Wednesday we should again warm into the 60s before changes arrive. By later in the day Wednesday the chance for rain/storms increases, and temperatures begin to fall. By Wednesday night and Thursday expect a good chance of rain across eastern Colorado, with pockets of HEAVY rainfall during the day Thursday.
It appears as though should it snow at lower elevations, that would likely occur later Thursday and overnight Thursday into Friday. The GFS has changeover to snow coming Thursday evening, becoming heavy at times into Friday morning. This is pretty much worst case scenario – if precipitation does continue at this rate so long, and snow falls at night, we'd be likely facing quite a bit of tree damage across the Front Range as a result.

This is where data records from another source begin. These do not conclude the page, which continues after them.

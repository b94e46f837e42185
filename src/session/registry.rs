//! Session registry
//!
//! Owns every live [`ClientSession`], keyed by session id. Transport code
//! only talks to the registry: connect creates, disconnect destroys, and a
//! bounds change looks the session up.

use std::collections::HashMap;
use std::sync::Arc;

use tokio::sync::RwLock;

use crate::broker::RoutingBroker;
use crate::delivery::Delivery;
use crate::geo::BoundingBox;
use crate::stats::StatsSnapshot;

use super::client::{ClientSession, LocationUpdate};
use super::config::SessionConfig;
use super::error::SessionError;
use super::id::SessionId;

/// Registry of all live sessions
///
/// Thread-safe via `RwLock`. Connect, disconnect and bounds changes take the
/// write lock; queries share the read lock. Closing a removed session happens
/// after the lock is released.
pub struct SessionRegistry {
    /// Map of session id to session
    sessions: RwLock<HashMap<SessionId, ClientSession>>,

    broker: Arc<RoutingBroker>,
    delivery: Arc<dyn Delivery>,

    /// Configuration
    config: Arc<SessionConfig>,
}

impl SessionRegistry {
    /// Create a registry on top of a broker
    ///
    /// Fails with `BrokerUnavailable` if the configured exchange has not been
    /// declared, so a misconfigured process stops before accepting clients.
    pub fn new(
        broker: Arc<RoutingBroker>,
        delivery: Arc<dyn Delivery>,
        config: SessionConfig,
    ) -> Result<Self, SessionError> {
        broker.ensure_exchange(&config.exchange)?;

        Ok(Self {
            sessions: RwLock::new(HashMap::new()),
            broker,
            delivery,
            config: Arc::new(config),
        })
    }

    /// Get the session configuration
    pub fn config(&self) -> &SessionConfig {
        &self.config
    }

    /// Get the broker
    pub fn broker(&self) -> &Arc<RoutingBroker> {
        &self.broker
    }

    /// Start a session for a new connection
    ///
    /// Returns the box the session streams for. Connecting an id that already
    /// has a session changes nothing and returns that session's current box.
    pub async fn on_connect(&self, id: &SessionId) -> Result<BoundingBox, SessionError> {
        let mut sessions = self.sessions.write().await;

        if let Some(existing) = sessions.get(id) {
            tracing::debug!(session_id = %id, "Duplicate connect ignored");
            return Ok(existing.current_box());
        }

        let bbox = self.config.default_box;
        let mut session = ClientSession::new(
            id.clone(),
            bbox,
            Arc::clone(&self.broker),
            Arc::clone(&self.delivery),
            Arc::clone(&self.config),
        );
        session.start()?;
        sessions.insert(id.clone(), session);

        tracing::info!(session_id = %id, sessions = sessions.len(), "Session registered");
        Ok(bbox)
    }

    /// Remove and close a session
    ///
    /// Returns false if no session exists for `id`. When this returns true,
    /// the session's queue has been reclaimed.
    pub async fn on_disconnect(&self, id: &SessionId) -> bool {
        let removed = self.sessions.write().await.remove(id);

        match removed {
            Some(session) => {
                session.shutdown().await;
                tracing::info!(session_id = %id, "Session unregistered");
                true
            }
            None => {
                tracing::debug!(session_id = %id, "Disconnect for unknown session");
                false
            }
        }
    }

    /// Move a session to a new location
    ///
    /// An unknown id is a stale message: no effect, returns `Ok(false)`.
    pub async fn on_bounds_changed(
        &self,
        id: &SessionId,
        update: LocationUpdate,
    ) -> Result<bool, SessionError> {
        let mut sessions = self.sessions.write().await;

        let Some(session) = sessions.get_mut(id) else {
            tracing::debug!(session_id = %id, "Bounds change for unknown session ignored");
            return Ok(false);
        };

        session.update_location(update)
    }

    /// Current box of a session
    pub async fn current_box(&self, id: &SessionId) -> Option<BoundingBox> {
        self.sessions.read().await.get(id).map(ClientSession::current_box)
    }

    /// Whether a session exists
    pub async fn contains(&self, id: &SessionId) -> bool {
        self.sessions.read().await.contains_key(id)
    }

    /// Number of live sessions
    pub async fn session_count(&self) -> usize {
        self.sessions.read().await.len()
    }

    /// Ids of all live sessions
    pub async fn session_ids(&self) -> Vec<SessionId> {
        self.sessions.read().await.keys().cloned().collect()
    }

    /// Close every session
    pub async fn shutdown(&self) {
        let drained: Vec<ClientSession> = {
            let mut sessions = self.sessions.write().await;
            sessions.drain().map(|(_, s)| s).collect()
        };

        let count = drained.len();
        for session in drained {
            session.shutdown().await;
        }

        tracing::info!(sessions = count, "All sessions closed");
    }

    /// Snapshot of routing statistics
    pub fn stats(&self) -> StatsSnapshot {
        self.broker.stats().snapshot()
    }
}

impl std::fmt::Debug for SessionRegistry {
    fn fmt(&self, f: &mut std::fmt::Formatter<'_>) -> std::fmt::Result {
        f.debug_struct("SessionRegistry")
            .field("config", &self.config)
            .finish_non_exhaustive()
    }
}

#[cfg(test)]
mod tests {
    use std::time::Duration;

    use super::*;
    use crate::delivery::{ChannelDelivery, ClientEvent};
    use crate::geo::LatLng;

    fn sf() -> BoundingBox {
        BoundingBox::new(-122.75, 36.8, -121.75, 37.8).unwrap()
    }

    fn registry() -> (SessionRegistry, Arc<ChannelDelivery>) {
        let broker = Arc::new(RoutingBroker::new());
        let config = SessionConfig::default();
        broker.declare_exchange(&config.exchange);
        let delivery = Arc::new(ChannelDelivery::default());
        let registry = SessionRegistry::new(broker, delivery.clone(), config).unwrap();
        (registry, delivery)
    }

    #[test]
    fn test_new_requires_exchange() {
        let broker = Arc::new(RoutingBroker::new());
        let result = SessionRegistry::new(
            broker,
            Arc::new(ChannelDelivery::default()),
            SessionConfig::default(),
        );
        assert!(matches!(
            result,
            Err(SessionError::Broker(crate::broker::BrokerError::BrokerUnavailable(_)))
        ));
    }

    #[tokio::test(start_paused = true)]
    async fn test_connect_is_idempotent() {
        let (registry, _delivery) = registry();
        let id = SessionId::new("a");

        let first = registry.on_connect(&id).await.unwrap();
        assert_eq!(first.to_feed_filter(), [-74.0, 40.0, -73.0, 41.0]);

        registry
            .on_bounds_changed(&id, LocationUpdate::Bounds(sf()))
            .await
            .unwrap();
        let second = registry.on_connect(&id).await.unwrap();
        assert_eq!(second, sf());

        assert_eq!(registry.session_count().await, 1);
        assert_eq!(registry.broker().queue_count(), 1);
    }

    #[tokio::test(start_paused = true)]
    async fn test_disconnect_removes_and_reclaims() {
        let (registry, _delivery) = registry();
        let id = SessionId::new("a");
        registry.on_connect(&id).await.unwrap();

        assert!(registry.on_disconnect(&id).await);
        assert!(!registry.on_disconnect(&id).await);
        assert!(!registry.contains(&id).await);
        assert_eq!(registry.broker().queue_count(), 0);
        assert_eq!(
            registry.broker().binding_count("events_exchange", &id.routing_key()),
            0
        );
    }

    #[tokio::test(start_paused = true)]
    async fn test_bounds_change_unknown_session_ignored() {
        let (registry, _delivery) = registry();
        let changed = registry
            .on_bounds_changed(&SessionId::new("ghost"), LocationUpdate::Bounds(sf()))
            .await
            .unwrap();
        assert!(!changed);
        assert_eq!(registry.session_count().await, 0);
    }

    #[tokio::test(start_paused = true)]
    async fn test_center_update() {
        let (registry, _delivery) = registry();
        let id = SessionId::new("a");
        registry.on_connect(&id).await.unwrap();

        registry
            .on_bounds_changed(&id, LocationUpdate::Center(LatLng::new(37.25, -122.25)))
            .await
            .unwrap();
        assert_eq!(
            registry.current_box(&id).await.unwrap().to_feed_filter(),
            [-122.75, 36.75, -121.75, 37.75]
        );
    }

    #[tokio::test(start_paused = true)]
    async fn test_sessions_isolated() {
        let (registry, delivery) = registry();
        let a = SessionId::new("a");
        let b = SessionId::new("b");
        let mut rx_a = delivery.attach(&a);
        let mut rx_b = delivery.attach(&b);

        registry.on_connect(&a).await.unwrap();
        registry.on_connect(&b).await.unwrap();
        registry
            .on_bounds_changed(&b, LocationUpdate::Bounds(sf()))
            .await
            .unwrap();

        // Let both producers run for a few cycles
        tokio::time::sleep(Duration::from_secs(60)).await;

        let nyc = SessionConfig::default().default_box;
        let mut seen_a = 0;
        while let Ok(ClientEvent::NewEvent(e)) = rx_a.try_recv() {
            assert!(nyc.contains(e.lat, e.lng));
            seen_a += 1;
        }
        let mut seen_b = 0;
        while let Ok(event) = rx_b.try_recv() {
            if let ClientEvent::NewEvent(e) = event {
                // b's very first event may predate its update
                if seen_b > 0 {
                    assert!(sf().contains(e.lat, e.lng));
                }
                seen_b += 1;
            }
        }
        assert!(seen_a >= 4);
        assert!(seen_b >= 4);
    }

    #[tokio::test(start_paused = true)]
    async fn test_shutdown_closes_all() {
        let (registry, _delivery) = registry();
        for id in ["a", "b", "c"] {
            registry.on_connect(&SessionId::new(id)).await.unwrap();
        }
        assert_eq!(registry.stats().active_sessions, 3);

        registry.shutdown().await;
        tokio::time::sleep(Duration::from_millis(1)).await;

        let snap = registry.stats();
        assert_eq!(registry.session_count().await, 0);
        assert_eq!(snap.active_sessions, 0);
        assert_eq!(snap.active_producers, 0);
        assert_eq!(registry.broker().queue_count(), 0);
    }
}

Snow or no snow, modeled QPF continues to be impressive. The GFS (which blew last week's forecast, by the way) has a max of more than 4.5" across northeast Colorado – significant moisture to be sure. The trusty EURO mean is showing closer to 2" for the Denver area, with its control run also producing about 4" for Denver. Either way, a lot of liquid. And, if some of that falls in the form of snow... a lot of snow.

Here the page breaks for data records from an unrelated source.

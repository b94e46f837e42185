//! Background task plumbing shared by both producer variants

use std::future::Future;
use std::sync::Arc;

use tokio::task::JoinHandle;
use tokio_util::sync::CancellationToken;

use crate::stats::RouterStats;

/// Keeps the active-producer gauge raised while alive
struct ActiveProducer(Arc<RouterStats>);

impl ActiveProducer {
    fn new(stats: Arc<RouterStats>) -> Self {
        stats.producer_started();
        Self(stats)
    }
}

impl Drop for ActiveProducer {
    fn drop(&mut self) {
        self.0.producer_exited();
    }
}

/// A spawned producer loop and its cancellation signal
#[derive(Debug)]
pub(crate) struct ProducerTask {
    cancel: CancellationToken,
    handle: JoinHandle<()>,
}

impl ProducerTask {
    /// Spawn `body` on the current tokio runtime
    ///
    /// `body` receives the token that `stop` cancels.
    pub(crate) fn spawn<F, Fut>(stats: Arc<RouterStats>, body: F) -> Self
    where
        F: FnOnce(CancellationToken) -> Fut,
        Fut: Future<Output = ()> + Send + 'static,
    {
        let cancel = CancellationToken::new();
        let fut = body(cancel.clone());
        let active = ActiveProducer::new(stats);

        let handle = tokio::spawn(async move {
            let _active = active;
            fut.await;
        });

        Self { cancel, handle }
    }

    /// Signal the loop to stop; safe to call repeatedly from anywhere
    pub(crate) fn stop(&self) {
        self.cancel.cancel();
    }

    /// Whether the loop has not yet exited
    pub(crate) fn is_running(&self) -> bool {
        !self.handle.is_finished()
    }

    /// Whether `stop` has been called
    pub(crate) fn is_stopped(&self) -> bool {
        self.cancel.is_cancelled()
    }
}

The question is, are models handling this thing correctly? Our hunch has been no, especially when looking at the upper level track of this thing vs the QPF models like the GFS are producing. They seem (well) overdone. Today we've seen that track come a bit further south on both the GFS/NAM, so maybe better credence for the amount of liquid they are producing. Maybe.

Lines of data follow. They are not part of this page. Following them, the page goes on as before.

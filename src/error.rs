//! Error types
//!
//! Each layer has its own error enum; [`Error`] folds them together for
//! callers that drive the whole stack (the gateway server and the binary).

use std::io;

use thiserror::Error;

pub use crate::broker::BrokerError;
pub use crate::geo::GeoError;
pub use crate::producer::ProducerError;
pub use crate::session::SessionError;

/// Result alias using the crate error type
pub type Result<T> = std::result::Result<T, Error>;

/// Top-level error type
#[derive(Debug, Error)]
pub enum Error {
    /// I/O failure (bind, accept, socket writes)
    #[error("I/O error: {0}")]
    Io(#[from] io::Error),

    /// Broker topology or routing failure
    #[error(transparent)]
    Broker(#[from] BrokerError),

    /// Invalid geographic input
    #[error(transparent)]
    Geo(#[from] GeoError),

    /// Producer failure
    #[error(transparent)]
    Producer(#[from] ProducerError),

    /// Session lifecycle failure
    #[error(transparent)]
    Session(#[from] SessionError),

    /// JSON encoding or decoding failure on the wire
    #[error("JSON error: {0}")]
    Json(#[from] serde_json::Error),
}

impl Error {
    /// Whether this error means the broker cannot route at all
    pub fn is_broker_unavailable(&self) -> bool {
        matches!(
            self,
            Error::Broker(BrokerError::BrokerUnavailable(_))
                | Error::Session(SessionError::Broker(BrokerError::BrokerUnavailable(_)))
        )
    }
}

#[cfg(test)]
mod tests {
    use super::*;

    #[test]
    fn test_broker_unavailable_detection() {
        let err: Error = BrokerError::BrokerUnavailable("events".into()).into();
        assert!(err.is_broker_unavailable());

        let err: Error = SessionError::Broker(BrokerError::BrokerUnavailable("x".into())).into();
        assert!(err.is_broker_unavailable());

        let err: Error = io::Error::new(io::ErrorKind::Other, "boom").into();
        assert!(!err.is_broker_unavailable());
    }

    #[test]
    fn test_display_is_transparent() {
        let err: Error = BrokerError::BrokerUnavailable("events_exchange".into()).into();
        assert_eq!(
            err.to_string(),
            "broker unavailable: exchange 'events_exchange' does not exist"
        );
    }
}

Then there's the question of other elements such as convective feedback. Are we going to dryslot? Or do we really see that much widespread liquid along the I-25 urban corridor. In some ways we like the look of the 12km NAM most right now, as it's got the heaviest liquid north/northeast of Denver (should be some pretty impressive convection across the plains with this one) and less of a snow thumping for Denver – mostly has it confined to the foothills and Palmer. It's at odds right now with the GFS and EURO controls – so we'll see how that changes in the coming hours. It could be one of those things where we wake up tomorrow morning and models finally get a clue.
Any chance this doesn't happen?
Absolutely. Despite decent agreement between models right now, there are still some notable differences. That, in combination with the fact it is now the second half of May... means they may really be off with regard to how much snow they are producing right now. Data later today and early Wednesday should help pin down exactly how this will all shake out over the coming days.
Look, snow in May isn't unheard of. Denver itself averages just over an inch for the month. That said, significant snow, especially during the second half of the month is almost unheard of. Denver International Airport's greatest three day total for snowfall is 4.0", today's GFS is forecasting upwards of 12". None of the top 10 snowfalls in May have come after the 15th from what I can find. That makes the going forecast both unbelievable, and significant should it come to be. One only has to remember the epic blizzard a couple of weeks ago that struck far Southeast Colorado and Southwest Kansas. Many had a hard time grasping that it was going to happen...
The only constant in Colorado's weather is the reminder that we live in what can be a beautiful, albeit at times harsh climate. Whether it's drought or late season cold snaps, the weather can be unforgiving to how we've reshaped the landscape over the years. While those annuals we buy every year sure look nice, Mother Nature don't care.